Problem description: Copy every line below where the string "Option" is found.

[[ Given records open ]]

//! Foreground window tracking.
//!
//! `xdotool` gives the focused window's pid; `sysinfo` resolves the process
//! name, which is looked up in the configured process map.

use chrono::{DateTime, Utc};
use std::collections::BTreeMap;
use std::time::Duration;
use sysinfo::{Pid, ProcessRefreshKind, System};

use super::polled::Probe;
use super::run_command;
use crate::error::SourceError;
use crate::source::Observation;

const REFRESH_INTERVAL: Duration = Duration::from_secs(5);

pub struct WindowProbe {
    sys: System,
    process_map: BTreeMap<String, String>,
}

impl WindowProbe {
    pub fn new(process_map: BTreeMap<String, String>) -> Self {
        Self {
            sys: System::new(),
            process_map: process_map
                .into_iter()
                .map(|(process, label)| (process.to_lowercase(), label))
                .collect(),
        }
    }

    fn foreground_process(&mut self) -> Result<Option<String>, SourceError> {
        let output = run_command("xdotool", &["getactivewindow", "getwindowpid"], None)?;
        let Ok(pid) = output.trim().parse::<usize>() else {
            return Ok(None);
        };
        let pid = Pid::from(pid);
        self.sys.refresh_process_specifics(pid, ProcessRefreshKind::new());
        Ok(self
            .sys
            .process(pid)
            .map(|process| process.name().to_string()))
    }
}

impl Probe for WindowProbe {
    fn interval(&self) -> Duration {
        REFRESH_INTERVAL
    }

    fn refresh(&mut self, _now: DateTime<Utc>) -> Result<Option<Observation>, SourceError> {
        let Some(process) = self.foreground_process()? else {
            return Ok(None);
        };
        Ok(lookup_process(&self.process_map, &process).map(Observation::label))
    }
}

/// Exact match first, then the longest key the name starts with. Kernel
/// process names are truncated, so prefixes matter.
pub fn lookup_process<'a>(
    process_map: &'a BTreeMap<String, String>,
    process: &str,
) -> Option<&'a str> {
    let name = process.trim().to_lowercase();
    let name = name.strip_suffix(".exe").unwrap_or(&name);
    if let Some(label) = process_map.get(name) {
        return Some(label.as_str());
    }
    process_map
        .iter()
        .filter(|(key, _)| !key.is_empty() && name.starts_with(key.as_str()))
        .max_by_key(|(key, _)| key.len())
        .map(|(_, label)| label.as_str())
}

[[ Given records closed ]]

Reply:
    fn foreground_process(&mut self) -> Result<Option<String>, SourceError> {
    fn refresh(&mut self, _now: DateTime<Utc>) -> Result<Option<Observation>, SourceError> {
) -> Option<&'a str> {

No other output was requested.